*** AVAILABLE RECORDS ***

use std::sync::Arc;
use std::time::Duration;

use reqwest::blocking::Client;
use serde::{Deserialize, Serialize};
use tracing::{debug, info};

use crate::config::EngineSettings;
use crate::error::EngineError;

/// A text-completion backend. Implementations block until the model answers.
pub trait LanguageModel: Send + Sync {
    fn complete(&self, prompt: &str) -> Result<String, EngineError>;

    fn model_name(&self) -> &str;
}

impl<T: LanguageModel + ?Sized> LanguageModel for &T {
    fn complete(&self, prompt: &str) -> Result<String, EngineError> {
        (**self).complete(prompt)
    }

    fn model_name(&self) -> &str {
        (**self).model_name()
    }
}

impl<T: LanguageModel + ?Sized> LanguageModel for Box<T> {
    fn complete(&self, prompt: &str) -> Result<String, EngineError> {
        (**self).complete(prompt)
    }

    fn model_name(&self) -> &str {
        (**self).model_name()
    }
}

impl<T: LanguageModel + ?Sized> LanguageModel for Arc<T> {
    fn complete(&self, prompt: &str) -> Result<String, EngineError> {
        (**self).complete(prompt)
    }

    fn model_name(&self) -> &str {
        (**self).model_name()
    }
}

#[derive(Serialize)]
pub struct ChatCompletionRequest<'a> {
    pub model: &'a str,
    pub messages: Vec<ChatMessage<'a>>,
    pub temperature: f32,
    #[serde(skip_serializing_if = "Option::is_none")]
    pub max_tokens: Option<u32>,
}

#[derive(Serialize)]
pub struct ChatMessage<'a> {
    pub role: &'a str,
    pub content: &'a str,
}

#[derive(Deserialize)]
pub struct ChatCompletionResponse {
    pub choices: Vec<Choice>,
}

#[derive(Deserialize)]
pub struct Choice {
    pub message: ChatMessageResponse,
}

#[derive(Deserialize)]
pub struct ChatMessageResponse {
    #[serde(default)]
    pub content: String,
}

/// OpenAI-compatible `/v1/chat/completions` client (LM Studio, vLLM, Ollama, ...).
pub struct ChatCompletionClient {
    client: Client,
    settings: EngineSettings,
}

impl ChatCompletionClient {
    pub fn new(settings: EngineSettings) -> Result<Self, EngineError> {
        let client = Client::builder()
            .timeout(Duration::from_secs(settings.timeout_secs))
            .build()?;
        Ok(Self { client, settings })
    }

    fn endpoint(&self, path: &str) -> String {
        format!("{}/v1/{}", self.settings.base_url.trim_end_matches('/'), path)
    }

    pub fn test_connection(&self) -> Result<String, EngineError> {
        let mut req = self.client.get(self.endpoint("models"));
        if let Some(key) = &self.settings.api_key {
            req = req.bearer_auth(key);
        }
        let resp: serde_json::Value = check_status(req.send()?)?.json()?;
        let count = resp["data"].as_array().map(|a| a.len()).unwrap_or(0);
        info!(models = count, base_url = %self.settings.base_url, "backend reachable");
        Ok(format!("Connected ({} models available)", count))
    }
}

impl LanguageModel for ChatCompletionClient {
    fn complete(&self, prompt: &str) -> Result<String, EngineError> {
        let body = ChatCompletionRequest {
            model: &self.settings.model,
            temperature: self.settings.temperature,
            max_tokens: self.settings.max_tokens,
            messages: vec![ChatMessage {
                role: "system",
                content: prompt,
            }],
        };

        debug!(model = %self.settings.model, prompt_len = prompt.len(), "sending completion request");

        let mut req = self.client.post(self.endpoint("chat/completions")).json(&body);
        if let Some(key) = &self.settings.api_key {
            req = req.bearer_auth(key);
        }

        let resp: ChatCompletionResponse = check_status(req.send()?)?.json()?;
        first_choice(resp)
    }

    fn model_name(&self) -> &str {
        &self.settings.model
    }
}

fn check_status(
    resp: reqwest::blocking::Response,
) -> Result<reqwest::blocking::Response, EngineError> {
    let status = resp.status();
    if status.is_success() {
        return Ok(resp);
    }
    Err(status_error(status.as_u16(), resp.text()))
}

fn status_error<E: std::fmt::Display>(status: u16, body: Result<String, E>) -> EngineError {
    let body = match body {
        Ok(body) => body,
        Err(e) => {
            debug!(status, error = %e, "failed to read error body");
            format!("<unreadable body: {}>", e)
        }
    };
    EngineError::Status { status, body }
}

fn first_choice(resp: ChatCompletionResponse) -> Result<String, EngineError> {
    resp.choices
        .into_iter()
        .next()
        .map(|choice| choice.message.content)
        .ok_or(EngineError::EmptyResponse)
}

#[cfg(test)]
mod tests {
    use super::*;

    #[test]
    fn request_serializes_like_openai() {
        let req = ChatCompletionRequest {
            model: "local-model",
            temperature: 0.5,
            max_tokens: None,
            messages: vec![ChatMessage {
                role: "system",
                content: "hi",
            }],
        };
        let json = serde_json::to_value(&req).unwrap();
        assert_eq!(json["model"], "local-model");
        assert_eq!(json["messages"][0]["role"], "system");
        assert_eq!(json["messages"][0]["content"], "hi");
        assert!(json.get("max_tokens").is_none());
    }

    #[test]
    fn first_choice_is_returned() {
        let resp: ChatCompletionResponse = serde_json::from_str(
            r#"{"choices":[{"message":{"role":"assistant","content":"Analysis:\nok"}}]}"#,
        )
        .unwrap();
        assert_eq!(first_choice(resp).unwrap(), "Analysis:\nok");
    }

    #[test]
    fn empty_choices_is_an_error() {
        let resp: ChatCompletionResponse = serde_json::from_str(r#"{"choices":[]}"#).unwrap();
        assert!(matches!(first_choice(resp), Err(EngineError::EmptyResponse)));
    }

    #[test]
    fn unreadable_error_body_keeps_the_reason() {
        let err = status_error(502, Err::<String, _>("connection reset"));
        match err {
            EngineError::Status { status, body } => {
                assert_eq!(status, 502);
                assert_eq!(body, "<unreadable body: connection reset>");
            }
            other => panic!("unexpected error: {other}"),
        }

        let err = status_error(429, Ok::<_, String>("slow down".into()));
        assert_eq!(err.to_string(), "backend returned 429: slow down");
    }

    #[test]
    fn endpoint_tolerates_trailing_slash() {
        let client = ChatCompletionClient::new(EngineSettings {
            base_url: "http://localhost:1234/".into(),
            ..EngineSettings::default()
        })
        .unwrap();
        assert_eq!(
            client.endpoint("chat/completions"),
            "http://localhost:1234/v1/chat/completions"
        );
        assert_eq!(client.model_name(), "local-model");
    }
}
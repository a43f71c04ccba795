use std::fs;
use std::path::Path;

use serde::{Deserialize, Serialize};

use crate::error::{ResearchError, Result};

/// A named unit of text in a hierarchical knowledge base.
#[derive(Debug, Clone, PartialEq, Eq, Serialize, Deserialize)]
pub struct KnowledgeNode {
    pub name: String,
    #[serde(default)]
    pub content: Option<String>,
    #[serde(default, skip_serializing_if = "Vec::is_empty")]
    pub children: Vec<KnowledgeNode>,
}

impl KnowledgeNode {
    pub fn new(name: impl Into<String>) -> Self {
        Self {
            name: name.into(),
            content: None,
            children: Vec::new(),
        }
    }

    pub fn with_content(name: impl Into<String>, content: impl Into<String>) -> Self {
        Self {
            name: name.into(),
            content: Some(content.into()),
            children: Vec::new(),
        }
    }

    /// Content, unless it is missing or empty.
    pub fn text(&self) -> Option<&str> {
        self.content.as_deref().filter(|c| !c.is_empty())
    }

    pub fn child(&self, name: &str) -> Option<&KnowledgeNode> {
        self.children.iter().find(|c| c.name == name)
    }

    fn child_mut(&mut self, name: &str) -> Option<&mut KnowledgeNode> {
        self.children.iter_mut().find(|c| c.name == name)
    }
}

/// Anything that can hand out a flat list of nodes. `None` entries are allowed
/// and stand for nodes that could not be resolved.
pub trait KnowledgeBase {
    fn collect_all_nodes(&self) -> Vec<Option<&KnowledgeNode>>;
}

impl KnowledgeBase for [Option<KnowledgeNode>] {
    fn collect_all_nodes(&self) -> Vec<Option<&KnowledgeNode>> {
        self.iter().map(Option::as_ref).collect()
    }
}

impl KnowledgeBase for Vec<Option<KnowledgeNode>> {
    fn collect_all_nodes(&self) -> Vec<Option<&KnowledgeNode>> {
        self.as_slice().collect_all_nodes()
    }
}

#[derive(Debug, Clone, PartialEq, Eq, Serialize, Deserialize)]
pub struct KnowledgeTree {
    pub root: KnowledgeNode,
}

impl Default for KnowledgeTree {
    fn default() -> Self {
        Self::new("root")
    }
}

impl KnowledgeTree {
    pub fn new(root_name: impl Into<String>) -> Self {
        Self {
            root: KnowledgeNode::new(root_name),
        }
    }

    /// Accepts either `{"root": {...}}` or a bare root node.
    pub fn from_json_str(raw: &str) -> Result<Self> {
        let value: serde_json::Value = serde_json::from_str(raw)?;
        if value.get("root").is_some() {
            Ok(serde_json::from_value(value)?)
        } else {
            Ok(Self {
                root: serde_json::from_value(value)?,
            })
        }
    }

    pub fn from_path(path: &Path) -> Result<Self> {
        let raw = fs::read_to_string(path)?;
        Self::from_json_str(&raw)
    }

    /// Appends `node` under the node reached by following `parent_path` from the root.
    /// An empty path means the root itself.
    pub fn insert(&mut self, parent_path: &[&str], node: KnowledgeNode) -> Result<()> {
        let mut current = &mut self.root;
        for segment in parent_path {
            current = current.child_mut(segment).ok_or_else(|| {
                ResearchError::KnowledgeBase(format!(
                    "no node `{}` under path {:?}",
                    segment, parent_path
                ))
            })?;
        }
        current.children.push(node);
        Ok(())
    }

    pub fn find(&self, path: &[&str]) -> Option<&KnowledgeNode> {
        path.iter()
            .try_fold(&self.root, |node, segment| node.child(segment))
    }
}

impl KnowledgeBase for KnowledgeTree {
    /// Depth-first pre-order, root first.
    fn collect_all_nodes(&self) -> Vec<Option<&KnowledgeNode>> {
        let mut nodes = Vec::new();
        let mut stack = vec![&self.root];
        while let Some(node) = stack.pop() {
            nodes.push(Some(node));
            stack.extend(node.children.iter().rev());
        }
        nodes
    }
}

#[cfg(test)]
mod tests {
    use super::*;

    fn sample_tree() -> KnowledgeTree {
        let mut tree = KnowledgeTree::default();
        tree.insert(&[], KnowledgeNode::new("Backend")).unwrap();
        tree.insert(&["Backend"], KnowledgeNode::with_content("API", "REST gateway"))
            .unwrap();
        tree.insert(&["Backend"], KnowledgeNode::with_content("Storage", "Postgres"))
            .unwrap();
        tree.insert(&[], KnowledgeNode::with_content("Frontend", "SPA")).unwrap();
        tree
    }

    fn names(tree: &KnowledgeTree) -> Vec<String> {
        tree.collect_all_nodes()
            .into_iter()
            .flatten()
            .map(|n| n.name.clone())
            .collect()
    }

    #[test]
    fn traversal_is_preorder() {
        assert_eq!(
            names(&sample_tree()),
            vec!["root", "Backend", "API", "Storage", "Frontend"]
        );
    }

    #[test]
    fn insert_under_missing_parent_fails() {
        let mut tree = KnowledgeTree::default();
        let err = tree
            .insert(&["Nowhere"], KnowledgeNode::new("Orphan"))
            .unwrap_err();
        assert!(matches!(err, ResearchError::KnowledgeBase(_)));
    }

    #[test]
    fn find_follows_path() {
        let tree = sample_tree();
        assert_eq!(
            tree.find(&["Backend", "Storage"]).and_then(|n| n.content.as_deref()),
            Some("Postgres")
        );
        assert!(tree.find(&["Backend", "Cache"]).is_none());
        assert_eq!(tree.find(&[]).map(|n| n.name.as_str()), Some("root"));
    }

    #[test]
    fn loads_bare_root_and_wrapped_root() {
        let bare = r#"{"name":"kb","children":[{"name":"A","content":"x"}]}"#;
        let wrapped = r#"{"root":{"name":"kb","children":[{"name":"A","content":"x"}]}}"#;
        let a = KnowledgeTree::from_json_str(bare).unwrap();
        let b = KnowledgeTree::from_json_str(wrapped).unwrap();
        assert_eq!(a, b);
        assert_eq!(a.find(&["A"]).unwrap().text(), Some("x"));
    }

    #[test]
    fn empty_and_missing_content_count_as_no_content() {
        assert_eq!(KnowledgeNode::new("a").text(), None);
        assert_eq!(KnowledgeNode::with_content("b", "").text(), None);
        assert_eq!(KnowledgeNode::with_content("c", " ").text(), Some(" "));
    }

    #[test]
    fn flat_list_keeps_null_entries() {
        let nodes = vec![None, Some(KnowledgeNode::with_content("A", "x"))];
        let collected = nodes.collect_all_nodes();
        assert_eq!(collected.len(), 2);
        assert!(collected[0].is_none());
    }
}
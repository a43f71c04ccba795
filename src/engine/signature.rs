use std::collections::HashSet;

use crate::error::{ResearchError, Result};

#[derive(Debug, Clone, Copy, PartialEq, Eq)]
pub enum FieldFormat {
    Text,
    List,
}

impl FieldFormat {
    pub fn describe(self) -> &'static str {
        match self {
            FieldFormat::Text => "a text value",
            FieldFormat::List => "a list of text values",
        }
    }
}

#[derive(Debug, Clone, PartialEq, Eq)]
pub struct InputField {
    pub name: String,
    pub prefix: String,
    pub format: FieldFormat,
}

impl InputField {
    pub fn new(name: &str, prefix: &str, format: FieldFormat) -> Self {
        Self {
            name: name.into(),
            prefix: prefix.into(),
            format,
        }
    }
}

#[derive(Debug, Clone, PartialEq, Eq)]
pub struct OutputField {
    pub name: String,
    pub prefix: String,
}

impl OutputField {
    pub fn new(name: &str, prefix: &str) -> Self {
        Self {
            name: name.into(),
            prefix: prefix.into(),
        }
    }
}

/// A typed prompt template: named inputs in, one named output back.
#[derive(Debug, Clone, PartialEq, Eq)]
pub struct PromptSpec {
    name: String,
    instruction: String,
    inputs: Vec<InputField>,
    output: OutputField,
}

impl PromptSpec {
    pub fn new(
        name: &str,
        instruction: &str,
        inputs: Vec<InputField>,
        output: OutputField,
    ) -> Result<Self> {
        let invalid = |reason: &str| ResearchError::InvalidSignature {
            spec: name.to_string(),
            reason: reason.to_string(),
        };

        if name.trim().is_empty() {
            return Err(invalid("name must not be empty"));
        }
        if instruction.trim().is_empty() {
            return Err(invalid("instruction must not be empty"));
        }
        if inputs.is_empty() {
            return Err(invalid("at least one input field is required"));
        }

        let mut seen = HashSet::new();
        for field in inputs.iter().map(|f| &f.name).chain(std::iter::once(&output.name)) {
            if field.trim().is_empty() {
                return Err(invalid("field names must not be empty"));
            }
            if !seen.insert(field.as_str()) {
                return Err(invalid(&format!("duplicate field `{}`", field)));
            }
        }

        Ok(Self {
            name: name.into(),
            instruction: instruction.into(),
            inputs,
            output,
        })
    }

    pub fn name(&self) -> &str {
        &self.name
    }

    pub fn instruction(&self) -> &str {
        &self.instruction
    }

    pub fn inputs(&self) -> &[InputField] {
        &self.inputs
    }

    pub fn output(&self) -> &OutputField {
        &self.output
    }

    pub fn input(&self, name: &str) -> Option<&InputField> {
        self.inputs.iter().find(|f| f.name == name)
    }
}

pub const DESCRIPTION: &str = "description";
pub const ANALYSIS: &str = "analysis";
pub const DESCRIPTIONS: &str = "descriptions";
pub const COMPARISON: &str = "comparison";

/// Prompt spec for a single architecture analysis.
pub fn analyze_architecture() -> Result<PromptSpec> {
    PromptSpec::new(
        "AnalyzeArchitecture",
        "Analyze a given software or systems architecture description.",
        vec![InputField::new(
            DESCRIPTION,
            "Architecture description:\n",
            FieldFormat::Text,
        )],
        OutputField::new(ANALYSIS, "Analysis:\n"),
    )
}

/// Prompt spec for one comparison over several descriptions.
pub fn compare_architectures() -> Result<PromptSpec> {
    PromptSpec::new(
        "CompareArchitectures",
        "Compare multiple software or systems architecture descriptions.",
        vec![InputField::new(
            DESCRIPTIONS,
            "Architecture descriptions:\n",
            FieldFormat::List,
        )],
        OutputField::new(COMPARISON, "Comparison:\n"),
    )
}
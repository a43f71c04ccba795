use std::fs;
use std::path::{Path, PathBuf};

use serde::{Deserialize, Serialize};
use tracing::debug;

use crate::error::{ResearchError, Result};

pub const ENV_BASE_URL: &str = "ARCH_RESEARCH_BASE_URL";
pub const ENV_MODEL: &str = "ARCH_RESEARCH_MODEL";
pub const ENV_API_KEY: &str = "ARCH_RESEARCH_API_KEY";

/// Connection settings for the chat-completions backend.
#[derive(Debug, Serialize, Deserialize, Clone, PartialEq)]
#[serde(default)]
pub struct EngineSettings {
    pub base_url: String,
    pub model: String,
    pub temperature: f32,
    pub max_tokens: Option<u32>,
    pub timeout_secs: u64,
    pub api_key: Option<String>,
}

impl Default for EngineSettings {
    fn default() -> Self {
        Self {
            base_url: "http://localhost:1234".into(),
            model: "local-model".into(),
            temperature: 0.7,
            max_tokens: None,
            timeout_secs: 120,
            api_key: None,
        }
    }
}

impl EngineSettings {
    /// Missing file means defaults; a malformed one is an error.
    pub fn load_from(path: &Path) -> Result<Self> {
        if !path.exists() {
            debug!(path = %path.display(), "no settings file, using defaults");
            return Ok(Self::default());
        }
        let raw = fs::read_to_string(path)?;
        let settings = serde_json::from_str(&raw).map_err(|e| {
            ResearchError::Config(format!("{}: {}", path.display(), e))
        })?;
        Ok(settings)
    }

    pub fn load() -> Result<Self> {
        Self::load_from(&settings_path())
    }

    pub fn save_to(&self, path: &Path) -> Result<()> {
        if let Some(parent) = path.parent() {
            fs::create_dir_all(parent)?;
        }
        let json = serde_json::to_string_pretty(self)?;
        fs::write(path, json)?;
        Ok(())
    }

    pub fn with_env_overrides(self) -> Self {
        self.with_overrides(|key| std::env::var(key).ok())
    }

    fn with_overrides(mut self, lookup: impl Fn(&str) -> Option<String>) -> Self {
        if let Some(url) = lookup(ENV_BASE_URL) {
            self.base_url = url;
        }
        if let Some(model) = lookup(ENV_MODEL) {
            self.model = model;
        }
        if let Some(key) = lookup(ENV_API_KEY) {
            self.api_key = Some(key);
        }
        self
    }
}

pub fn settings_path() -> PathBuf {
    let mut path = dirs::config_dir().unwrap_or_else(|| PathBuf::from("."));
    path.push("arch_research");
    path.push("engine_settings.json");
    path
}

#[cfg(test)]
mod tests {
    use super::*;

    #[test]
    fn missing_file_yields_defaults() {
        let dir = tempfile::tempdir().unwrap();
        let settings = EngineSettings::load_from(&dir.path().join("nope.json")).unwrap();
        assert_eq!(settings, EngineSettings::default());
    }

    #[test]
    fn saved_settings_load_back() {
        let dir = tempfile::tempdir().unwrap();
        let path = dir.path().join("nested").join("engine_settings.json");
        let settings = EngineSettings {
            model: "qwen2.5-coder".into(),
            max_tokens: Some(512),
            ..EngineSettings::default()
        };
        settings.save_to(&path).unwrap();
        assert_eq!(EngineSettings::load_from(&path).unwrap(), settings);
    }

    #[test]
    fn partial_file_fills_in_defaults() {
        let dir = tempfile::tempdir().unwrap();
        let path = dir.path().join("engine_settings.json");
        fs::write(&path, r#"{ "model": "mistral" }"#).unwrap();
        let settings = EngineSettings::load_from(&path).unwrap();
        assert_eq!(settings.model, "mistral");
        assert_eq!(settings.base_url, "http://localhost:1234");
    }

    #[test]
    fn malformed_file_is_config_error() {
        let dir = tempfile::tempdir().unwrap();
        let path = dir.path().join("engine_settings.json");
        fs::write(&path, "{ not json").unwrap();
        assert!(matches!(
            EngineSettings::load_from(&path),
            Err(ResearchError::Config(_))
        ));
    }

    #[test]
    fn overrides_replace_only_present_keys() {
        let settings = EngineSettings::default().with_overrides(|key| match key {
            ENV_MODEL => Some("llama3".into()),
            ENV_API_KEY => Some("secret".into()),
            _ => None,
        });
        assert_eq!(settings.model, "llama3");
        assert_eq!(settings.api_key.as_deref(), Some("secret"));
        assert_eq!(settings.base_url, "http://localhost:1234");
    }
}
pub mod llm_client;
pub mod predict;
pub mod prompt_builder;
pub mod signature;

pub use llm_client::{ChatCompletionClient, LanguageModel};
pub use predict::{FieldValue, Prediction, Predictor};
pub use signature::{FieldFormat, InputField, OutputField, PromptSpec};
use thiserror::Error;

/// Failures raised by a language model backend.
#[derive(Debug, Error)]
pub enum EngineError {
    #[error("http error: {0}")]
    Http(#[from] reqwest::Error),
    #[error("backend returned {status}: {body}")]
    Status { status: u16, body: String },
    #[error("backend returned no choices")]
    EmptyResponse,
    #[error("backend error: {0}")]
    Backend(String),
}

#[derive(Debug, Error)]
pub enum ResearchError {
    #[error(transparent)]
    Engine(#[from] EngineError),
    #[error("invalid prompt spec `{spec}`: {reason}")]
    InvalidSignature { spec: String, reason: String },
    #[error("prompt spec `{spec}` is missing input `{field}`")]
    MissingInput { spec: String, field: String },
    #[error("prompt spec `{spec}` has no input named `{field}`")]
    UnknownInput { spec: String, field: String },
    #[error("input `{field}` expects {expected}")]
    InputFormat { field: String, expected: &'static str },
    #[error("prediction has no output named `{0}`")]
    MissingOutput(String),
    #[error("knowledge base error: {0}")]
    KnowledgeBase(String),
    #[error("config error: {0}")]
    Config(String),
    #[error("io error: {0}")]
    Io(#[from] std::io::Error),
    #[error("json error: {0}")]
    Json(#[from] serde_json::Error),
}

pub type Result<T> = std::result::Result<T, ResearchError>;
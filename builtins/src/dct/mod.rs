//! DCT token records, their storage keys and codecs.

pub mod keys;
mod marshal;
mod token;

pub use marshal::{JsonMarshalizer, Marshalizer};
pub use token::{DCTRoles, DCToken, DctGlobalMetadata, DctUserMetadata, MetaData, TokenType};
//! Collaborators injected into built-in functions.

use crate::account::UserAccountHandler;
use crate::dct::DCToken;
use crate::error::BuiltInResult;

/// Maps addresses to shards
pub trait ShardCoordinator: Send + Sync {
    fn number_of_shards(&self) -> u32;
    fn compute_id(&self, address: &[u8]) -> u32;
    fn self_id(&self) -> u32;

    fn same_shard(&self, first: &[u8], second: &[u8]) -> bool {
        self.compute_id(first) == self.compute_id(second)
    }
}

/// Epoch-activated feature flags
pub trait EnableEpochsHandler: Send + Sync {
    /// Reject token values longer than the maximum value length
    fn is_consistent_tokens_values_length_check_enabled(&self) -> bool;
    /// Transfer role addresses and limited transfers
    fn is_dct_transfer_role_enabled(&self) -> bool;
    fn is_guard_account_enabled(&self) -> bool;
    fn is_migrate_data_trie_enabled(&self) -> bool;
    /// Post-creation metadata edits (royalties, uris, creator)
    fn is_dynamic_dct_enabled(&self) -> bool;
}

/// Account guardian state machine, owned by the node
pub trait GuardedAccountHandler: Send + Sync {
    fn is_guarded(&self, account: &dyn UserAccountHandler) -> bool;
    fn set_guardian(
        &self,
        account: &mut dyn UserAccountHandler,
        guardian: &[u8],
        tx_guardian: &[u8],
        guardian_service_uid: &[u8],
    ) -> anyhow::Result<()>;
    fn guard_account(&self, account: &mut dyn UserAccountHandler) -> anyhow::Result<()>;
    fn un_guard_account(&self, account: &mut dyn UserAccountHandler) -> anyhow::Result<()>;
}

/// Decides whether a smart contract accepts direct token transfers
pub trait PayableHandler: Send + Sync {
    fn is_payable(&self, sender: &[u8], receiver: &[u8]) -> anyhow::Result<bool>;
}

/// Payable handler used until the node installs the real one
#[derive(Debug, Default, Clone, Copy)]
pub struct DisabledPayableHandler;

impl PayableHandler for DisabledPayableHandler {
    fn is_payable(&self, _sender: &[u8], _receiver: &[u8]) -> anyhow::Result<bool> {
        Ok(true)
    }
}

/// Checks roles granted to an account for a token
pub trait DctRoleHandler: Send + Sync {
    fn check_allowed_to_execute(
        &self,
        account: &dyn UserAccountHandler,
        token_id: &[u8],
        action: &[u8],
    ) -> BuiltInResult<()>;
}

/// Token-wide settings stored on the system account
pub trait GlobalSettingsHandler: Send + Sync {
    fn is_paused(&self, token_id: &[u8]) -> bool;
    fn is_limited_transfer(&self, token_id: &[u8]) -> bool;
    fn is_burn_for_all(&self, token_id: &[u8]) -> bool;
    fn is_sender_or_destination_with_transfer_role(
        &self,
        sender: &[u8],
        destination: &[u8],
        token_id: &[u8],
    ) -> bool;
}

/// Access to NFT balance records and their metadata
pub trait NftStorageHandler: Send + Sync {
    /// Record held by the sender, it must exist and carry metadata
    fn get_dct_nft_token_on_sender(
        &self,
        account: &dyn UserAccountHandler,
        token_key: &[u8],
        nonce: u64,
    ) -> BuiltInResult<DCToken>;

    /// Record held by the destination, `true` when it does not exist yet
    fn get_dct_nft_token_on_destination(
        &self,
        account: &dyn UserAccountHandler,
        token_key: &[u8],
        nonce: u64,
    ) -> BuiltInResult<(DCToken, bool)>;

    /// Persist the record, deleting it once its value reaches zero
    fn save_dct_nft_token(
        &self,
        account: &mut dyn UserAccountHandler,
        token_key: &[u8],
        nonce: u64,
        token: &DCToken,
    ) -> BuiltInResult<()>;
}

*** End of AVAILABLE RECORDS ***

TASK DIRECTIONS
If a line comes after the one that contains "use crate::error::EngineError;", leave it out; return every line of the entries up to that point exactly, starting with the first, with that line included.

OUTPUT FOR THIS TASK
use std::sync::Arc;
use std::time::Duration;

use reqwest::blocking::Client;
use serde::{Deserialize, Serialize};
use tracing::{debug, info};

use crate::config::EngineSettings;
use crate::error::EngineError;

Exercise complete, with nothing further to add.